# Roman numerals

> For a number written in Roman numerals to be considered valid there are basic rules which must be followed. Even though the rules allow some numbers to be expressed in more than one way there is always a "best" way of writing a particular number.
>
> For example, it would appear that there are at least six ways of writing the number sixteen:
>
> IIIIIIIIIIIIIIII  
> VIIIIIIIIIII  
> VVIIIIII  
> XIIIIII  
> VVVI  
> XVI
>
> However, according to the rules only XIIIIII and XVI are valid, and the last example is considered to be the most efficient, as it uses the least number of numerals.
>
> The 11K text file, roman.txt (right click and 'Save Link/Target As...'), contains one thousand numbers written in valid, but not necessarily minimal, Roman numerals; see [About... Roman Numerals](https://projecteuler.net/about=roman_numerals) for the definitive rules for this problem.
>
> Find the number of characters saved by writing each of these in their minimal form.
>
> Note: You can assume that all the Roman numerals in the file contain no more than four consecutive identical units.


I’ll approach this problem by parsing each Roman numeral string into an integer, converting that integer into a minimal Roman Numeral string, and comparing the sums of the lengths of the strings.

For parsing the strings, I'll iterate through the indexes of the characters within the string—not assuming that each character is one byte wide, even though these happen to be—adding or subtracting the value for the current ‘digit’ (depending on its relationship to the character that follows it) from a running total.
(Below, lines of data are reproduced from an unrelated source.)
//! Streaming relay: upstream text fragments in, SSE frames out.
//!
//! The upstream call is opened inside the returned stream, after the SSE
//! headers have been committed, so every upstream failure is reported
//! in-band as a single `{"error": ...}` frame followed by end of stream.

use axum::response::sse::Event;
use futures::{Stream, StreamExt};
use serde::Serialize;
use tracing::{debug, error, info};
use uuid::Uuid;

use crate::coach::{quote_message, Coach};

/// Payload of one `data:` line
#[derive(Debug, Clone, PartialEq, Serialize)]
#[serde(untagged)]
pub enum RelayFrame {
    Text { text: String },
    Error { error: String },
}

/// Relay `text` through `coach`. Empty fragments are skipped; the stream
/// ends after the last fragment or after the first error frame.
pub fn relay(coach: Coach, text: String) -> impl Stream<Item = RelayFrame> + Send {
    let request_id = Uuid::new_v4();
    let mode = coach.mode;

    async_stream::stream! {
        info!(%request_id, coach = %mode, model = coach.model(), "Opening upstream chat");

        let session = coach.open_session();
        debug!(%request_id, history = session.history().len(), "Chat session opened");
        let mut fragments = match session.send_message_stream(&quote_message(&text)).await {
            Ok(fragments) => fragments,
            Err(e) => {
                error!(%request_id, coach = %mode, kind = e.kind(), "Upstream chat failed: {}", e);
                yield RelayFrame::Error { error: e.to_string() };
                return;
            }
        };

        let mut relayed = 0usize;
        while let Some(item) = fragments.next().await {
            match item {
                Ok(fragment) if fragment.is_empty() => continue,
                Ok(fragment) => {
                    relayed += 1;
                    debug!(%request_id, len = fragment.len(), "Relaying fragment");
                    yield RelayFrame::Text { text: fragment };
                }
                Err(e) => {
                    error!(
                        %request_id, coach = %mode, kind = e.kind(), relayed,
                        "Upstream stream failed: {}", e
                    );
                    yield RelayFrame::Error { error: e.to_string() };
                    return;
                }
            }
        }

        info!(%request_id, coach = %mode, relayed, "Upstream stream completed");
    }
}

/// Render frames as SSE events carrying a JSON `data` line.
pub fn into_sse_events<S>(frames: S) -> impl Stream<Item = Result<Event, axum::Error>> + Send
where
    S: Stream<Item = RelayFrame> + Send,
{
    frames.map(|frame| Event::default().json_data(frame))
}

#[cfg(test)]
mod tests {
    use super::*;
    use crate::agent::stateless_llm::scripted_llm::{Script, ScriptedLLM};
    use crate::agent::stateless_llm::{ChatTurn, StatelessLLMInterface};
    use crate::coach::CoachMode;
    use crate::config_manager::GenerationConfig;
    use std::sync::Arc;

    fn coach(llm: Arc<dyn StatelessLLMInterface>) -> Coach {
        Coach::new(CoachMode::Spanish, "prompt", llm, GenerationConfig::default(), true)
    }

    fn text(t: &str) -> RelayFrame {
        RelayFrame::Text { text: t.to_string() }
    }

    #[tokio::test]
    async fn relays_fragments_in_order_skipping_empty_ones() {
        let llm = Arc::new(ScriptedLLM::fragments(&["Hola", "", " mundo"]));
        let frames: Vec<RelayFrame> = relay(coach(llm.clone()), "hello".into()).collect().await;

        assert_eq!(frames, vec![text("Hola"), text(" mundo")]);

        let requests = llm.requests();
        let request = &requests[0];
        assert_eq!(
            request.contents,
            vec![ChatTurn::user("prompt"), ChatTurn::user("\"hello\"")]
        );
        assert_eq!(request.generation, GenerationConfig::default());
    }

    #[tokio::test]
    async fn open_failure_yields_single_error_frame() {
        let llm = Arc::new(ScriptedLLM::new(Script::FailToOpen("connection refused".into())));
        let frames: Vec<RelayFrame> = relay(coach(llm), "hello".into()).collect().await;

        assert_eq!(frames.len(), 1);
        match &frames[0] {
            RelayFrame::Error { error } => assert!(error.contains("connection refused")),
            other => panic!("expected error frame, got {:?}", other),
        }
    }

    #[tokio::test]
    async fn nothing_follows_a_mid_stream_error() {
        let llm = Arc::new(ScriptedLLM::new(Script::Items(vec![
            Ok("Hola".into()),
            Err("reset by peer".into()),
            Ok("never sent".into()),
        ])));
        let frames: Vec<RelayFrame> = relay(coach(llm), "hello".into()).collect().await;

        assert_eq!(frames.len(), 2);
        assert_eq!(frames[0], text("Hola"));
        assert!(matches!(frames[1], RelayFrame::Error { .. }));
    }

    #[test]
    fn frames_serialize_to_single_key_objects() {
        assert_eq!(serde_json::to_string(&text("Hola")).unwrap(), r#"{"text":"Hola"}"#);
        let error = RelayFrame::Error { error: "boom".into() };
        assert_eq!(serde_json::to_string(&error).unwrap(), r#"{"error":"boom"}"#);
    }
}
Observe that the running total can take on a negative value, even though the final total will be positive.

In [1]:
function parseroman(s)
    R = Dict('M'=>1000, 'D'=>500, 'C'=>100, 'L'=>50, 'X'=>10, 'V'=>5, 'I'=>1)
    value = zero(Int)
    for i in eachindex(s)
        if i < lastindex(s) && R[s[i]] < R[s[nextind(s, i)]]
            value -= R[s[i]]
        else
            value += R[s[i]]
        end
    end
    value
end

parseroman (generic function with 1 method)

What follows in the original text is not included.